START MATERIAL FOR THIS EXERCISE
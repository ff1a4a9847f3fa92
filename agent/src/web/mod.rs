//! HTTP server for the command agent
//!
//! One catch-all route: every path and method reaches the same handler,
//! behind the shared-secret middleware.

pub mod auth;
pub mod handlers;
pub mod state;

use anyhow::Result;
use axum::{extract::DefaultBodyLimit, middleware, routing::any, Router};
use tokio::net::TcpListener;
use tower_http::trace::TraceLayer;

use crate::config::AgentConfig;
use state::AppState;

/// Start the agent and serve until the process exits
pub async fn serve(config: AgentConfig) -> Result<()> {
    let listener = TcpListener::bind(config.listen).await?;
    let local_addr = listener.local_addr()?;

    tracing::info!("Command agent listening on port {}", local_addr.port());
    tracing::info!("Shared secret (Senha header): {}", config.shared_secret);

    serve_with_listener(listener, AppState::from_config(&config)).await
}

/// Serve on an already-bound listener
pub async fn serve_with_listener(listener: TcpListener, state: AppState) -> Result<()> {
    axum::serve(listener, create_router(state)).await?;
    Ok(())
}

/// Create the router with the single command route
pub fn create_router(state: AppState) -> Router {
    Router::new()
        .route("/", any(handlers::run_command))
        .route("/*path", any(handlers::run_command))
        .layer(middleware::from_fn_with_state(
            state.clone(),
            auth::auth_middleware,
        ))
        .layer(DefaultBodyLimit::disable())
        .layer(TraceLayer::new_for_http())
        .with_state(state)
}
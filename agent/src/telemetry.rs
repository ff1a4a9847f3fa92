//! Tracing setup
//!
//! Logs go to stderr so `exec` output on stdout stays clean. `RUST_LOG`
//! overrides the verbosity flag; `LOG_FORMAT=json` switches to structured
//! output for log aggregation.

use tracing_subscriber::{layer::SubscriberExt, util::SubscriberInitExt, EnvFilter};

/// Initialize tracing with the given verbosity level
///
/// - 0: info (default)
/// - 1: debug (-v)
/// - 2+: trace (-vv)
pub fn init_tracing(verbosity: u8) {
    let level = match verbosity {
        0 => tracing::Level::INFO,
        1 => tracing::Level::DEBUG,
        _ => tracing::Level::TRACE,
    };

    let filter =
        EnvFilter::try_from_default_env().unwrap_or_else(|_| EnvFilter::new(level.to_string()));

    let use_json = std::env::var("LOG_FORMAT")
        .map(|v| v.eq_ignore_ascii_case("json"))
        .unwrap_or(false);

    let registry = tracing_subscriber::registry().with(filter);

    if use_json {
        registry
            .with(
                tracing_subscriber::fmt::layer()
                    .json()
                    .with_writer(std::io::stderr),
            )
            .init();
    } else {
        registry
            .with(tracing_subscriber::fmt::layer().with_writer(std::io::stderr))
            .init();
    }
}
END MATERIAL FOR THIS EXERCISE
START MATERIAL FOR THIS EXERCISE
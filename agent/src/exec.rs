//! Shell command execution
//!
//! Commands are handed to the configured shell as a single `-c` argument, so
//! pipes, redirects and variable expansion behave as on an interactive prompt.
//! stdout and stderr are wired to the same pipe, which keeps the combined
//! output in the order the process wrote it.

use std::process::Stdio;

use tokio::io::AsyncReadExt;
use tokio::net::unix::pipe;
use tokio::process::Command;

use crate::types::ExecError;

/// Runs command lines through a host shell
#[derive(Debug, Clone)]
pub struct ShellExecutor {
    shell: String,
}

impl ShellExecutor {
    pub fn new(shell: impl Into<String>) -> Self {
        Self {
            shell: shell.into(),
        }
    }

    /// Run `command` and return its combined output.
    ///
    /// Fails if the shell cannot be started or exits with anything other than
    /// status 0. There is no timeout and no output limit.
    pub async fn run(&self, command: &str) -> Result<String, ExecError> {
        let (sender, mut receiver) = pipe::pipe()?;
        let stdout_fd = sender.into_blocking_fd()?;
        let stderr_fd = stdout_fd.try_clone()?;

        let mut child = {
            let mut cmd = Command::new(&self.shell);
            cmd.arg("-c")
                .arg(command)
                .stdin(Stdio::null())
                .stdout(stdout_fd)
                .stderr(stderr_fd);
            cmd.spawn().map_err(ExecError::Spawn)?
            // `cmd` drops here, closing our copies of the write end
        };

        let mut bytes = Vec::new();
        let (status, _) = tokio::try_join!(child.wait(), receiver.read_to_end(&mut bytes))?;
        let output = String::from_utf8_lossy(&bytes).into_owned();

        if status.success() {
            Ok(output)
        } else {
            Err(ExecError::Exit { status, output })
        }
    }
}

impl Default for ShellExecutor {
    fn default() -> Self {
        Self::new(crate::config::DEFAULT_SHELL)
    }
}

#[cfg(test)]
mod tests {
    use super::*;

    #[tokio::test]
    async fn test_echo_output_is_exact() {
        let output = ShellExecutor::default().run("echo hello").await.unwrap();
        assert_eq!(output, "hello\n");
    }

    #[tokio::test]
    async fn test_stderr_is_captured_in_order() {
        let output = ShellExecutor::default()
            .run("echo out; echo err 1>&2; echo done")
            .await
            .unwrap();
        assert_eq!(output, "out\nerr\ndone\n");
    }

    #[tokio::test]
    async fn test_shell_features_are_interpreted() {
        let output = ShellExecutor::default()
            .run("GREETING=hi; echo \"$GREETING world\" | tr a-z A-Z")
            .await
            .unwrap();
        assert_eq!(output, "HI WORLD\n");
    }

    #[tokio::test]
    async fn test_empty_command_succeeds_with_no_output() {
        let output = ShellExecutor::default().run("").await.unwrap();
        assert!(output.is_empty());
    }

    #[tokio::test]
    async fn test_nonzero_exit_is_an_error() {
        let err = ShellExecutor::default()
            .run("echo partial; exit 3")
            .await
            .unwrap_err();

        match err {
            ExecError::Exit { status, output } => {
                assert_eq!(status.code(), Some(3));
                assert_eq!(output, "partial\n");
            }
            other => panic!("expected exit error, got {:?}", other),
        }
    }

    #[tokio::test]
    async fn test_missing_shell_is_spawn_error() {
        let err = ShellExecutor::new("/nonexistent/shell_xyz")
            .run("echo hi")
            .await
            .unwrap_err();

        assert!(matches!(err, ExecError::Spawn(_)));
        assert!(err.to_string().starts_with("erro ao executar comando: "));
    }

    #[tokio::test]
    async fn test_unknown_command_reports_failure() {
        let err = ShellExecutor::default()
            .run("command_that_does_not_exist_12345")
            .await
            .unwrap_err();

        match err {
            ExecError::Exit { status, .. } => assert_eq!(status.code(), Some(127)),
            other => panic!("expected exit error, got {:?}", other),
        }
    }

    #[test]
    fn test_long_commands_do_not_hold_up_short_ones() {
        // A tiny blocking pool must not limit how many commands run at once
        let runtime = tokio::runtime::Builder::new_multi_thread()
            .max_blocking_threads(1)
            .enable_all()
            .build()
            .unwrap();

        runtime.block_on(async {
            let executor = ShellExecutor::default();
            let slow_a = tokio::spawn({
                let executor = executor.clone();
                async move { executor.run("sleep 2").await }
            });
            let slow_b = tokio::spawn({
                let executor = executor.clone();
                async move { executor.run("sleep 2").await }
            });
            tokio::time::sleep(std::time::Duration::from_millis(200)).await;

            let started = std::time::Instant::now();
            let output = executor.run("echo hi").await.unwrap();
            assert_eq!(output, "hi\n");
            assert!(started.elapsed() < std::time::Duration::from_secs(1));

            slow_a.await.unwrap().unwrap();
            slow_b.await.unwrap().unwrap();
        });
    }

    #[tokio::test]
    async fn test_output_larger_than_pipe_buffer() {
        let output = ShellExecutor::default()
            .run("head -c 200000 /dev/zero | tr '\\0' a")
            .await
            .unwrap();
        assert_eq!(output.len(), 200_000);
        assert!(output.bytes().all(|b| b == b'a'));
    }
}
END MATERIAL FOR THIS EXERCISE
START MATERIAL FOR THIS EXERCISE
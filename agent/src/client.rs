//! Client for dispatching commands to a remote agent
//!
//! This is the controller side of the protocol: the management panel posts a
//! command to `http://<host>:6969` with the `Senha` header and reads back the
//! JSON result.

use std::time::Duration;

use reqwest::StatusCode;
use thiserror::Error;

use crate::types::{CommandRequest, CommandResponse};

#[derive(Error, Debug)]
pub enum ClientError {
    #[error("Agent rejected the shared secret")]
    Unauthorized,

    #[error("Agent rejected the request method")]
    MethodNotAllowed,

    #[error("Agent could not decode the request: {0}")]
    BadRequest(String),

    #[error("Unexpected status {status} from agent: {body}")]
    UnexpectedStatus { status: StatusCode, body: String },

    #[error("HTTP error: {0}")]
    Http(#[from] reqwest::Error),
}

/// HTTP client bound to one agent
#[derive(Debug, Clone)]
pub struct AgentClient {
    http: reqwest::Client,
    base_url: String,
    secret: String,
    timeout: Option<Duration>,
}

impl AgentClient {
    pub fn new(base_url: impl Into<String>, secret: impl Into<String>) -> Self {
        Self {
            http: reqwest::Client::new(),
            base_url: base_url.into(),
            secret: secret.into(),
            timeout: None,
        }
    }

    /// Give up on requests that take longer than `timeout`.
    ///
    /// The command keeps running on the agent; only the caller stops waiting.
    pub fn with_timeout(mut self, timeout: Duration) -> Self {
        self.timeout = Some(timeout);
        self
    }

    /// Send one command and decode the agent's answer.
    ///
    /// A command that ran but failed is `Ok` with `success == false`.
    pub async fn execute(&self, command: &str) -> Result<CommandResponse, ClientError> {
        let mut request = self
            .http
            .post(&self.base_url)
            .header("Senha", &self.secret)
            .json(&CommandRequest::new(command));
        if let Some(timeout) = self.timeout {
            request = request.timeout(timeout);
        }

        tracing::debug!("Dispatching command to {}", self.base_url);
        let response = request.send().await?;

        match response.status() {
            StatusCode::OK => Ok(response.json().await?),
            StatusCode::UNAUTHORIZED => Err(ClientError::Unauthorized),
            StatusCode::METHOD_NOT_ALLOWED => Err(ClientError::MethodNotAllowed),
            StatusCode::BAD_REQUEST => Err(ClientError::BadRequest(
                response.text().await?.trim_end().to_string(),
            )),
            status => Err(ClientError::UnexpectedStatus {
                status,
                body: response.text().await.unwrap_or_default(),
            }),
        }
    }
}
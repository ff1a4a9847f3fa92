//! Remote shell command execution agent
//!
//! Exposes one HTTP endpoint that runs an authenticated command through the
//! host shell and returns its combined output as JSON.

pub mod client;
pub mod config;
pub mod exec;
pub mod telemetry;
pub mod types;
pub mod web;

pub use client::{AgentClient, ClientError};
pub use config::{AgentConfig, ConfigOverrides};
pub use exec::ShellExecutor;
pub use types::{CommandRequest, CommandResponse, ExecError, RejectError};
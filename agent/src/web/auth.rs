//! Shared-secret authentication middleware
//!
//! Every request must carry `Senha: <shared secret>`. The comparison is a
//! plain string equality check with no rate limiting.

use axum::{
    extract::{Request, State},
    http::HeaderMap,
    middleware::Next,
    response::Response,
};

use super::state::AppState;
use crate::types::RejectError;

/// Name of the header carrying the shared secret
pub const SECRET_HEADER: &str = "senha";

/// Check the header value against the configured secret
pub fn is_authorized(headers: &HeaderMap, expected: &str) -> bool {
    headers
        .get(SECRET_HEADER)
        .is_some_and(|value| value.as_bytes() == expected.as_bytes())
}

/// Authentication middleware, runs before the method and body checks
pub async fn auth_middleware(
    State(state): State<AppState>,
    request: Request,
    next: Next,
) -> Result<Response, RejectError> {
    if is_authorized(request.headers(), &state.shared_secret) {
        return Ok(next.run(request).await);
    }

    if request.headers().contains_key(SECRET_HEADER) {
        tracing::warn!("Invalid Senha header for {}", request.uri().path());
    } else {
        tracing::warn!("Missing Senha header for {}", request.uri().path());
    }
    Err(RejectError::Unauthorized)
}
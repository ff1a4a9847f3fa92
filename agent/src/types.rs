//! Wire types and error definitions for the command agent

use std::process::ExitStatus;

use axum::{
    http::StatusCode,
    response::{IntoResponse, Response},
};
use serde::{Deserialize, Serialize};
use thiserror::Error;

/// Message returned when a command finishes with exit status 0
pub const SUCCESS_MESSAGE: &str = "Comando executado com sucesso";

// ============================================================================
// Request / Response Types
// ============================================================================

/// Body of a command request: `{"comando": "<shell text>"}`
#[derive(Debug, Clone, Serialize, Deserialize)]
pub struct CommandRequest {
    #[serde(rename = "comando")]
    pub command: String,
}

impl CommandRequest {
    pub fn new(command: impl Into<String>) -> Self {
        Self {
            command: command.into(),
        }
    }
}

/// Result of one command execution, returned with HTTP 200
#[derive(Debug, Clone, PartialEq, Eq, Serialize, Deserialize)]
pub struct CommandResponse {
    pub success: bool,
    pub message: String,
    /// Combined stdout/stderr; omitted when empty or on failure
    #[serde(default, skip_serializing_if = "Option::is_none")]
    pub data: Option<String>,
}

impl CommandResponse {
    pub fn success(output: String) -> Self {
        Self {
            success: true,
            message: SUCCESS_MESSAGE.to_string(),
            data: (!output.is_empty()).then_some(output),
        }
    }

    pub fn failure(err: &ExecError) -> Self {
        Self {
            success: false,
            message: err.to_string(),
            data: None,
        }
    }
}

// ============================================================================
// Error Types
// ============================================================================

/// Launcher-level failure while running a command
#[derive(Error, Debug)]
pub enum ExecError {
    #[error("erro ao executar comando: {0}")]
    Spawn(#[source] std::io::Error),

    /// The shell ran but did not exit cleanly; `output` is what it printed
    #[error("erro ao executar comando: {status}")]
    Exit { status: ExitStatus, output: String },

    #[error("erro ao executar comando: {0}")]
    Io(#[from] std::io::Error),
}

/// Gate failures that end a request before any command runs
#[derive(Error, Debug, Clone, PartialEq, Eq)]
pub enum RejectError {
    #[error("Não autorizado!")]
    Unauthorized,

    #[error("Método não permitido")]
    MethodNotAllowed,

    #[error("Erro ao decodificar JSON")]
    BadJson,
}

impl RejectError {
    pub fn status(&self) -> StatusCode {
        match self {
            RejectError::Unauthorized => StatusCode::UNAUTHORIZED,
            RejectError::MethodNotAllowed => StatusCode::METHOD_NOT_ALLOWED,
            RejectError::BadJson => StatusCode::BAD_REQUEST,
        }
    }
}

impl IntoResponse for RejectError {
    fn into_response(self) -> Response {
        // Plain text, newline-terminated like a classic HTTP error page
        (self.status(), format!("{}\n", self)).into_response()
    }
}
END MATERIAL FOR THIS EXERCISE
▶ [HOW TO COMPLETE THIS TASK]:
Reproduce the lines above, beginning at the line with "rejected the request" and stopping after the line with "to one agent", exactly as they are.

▶ [OUTPUT]:
    #[error("Agent rejected the request method")]
    MethodNotAllowed,

    #[error("Agent could not decode the request: {0}")]
    BadRequest(String),

    #[error("Unexpected status {status} from agent: {body}")]
    UnexpectedStatus { status: StatusCode, body: String },

    #[error("HTTP error: {0}")]
    Http(#[from] reqwest::Error),
}

/// HTTP client bound to one agent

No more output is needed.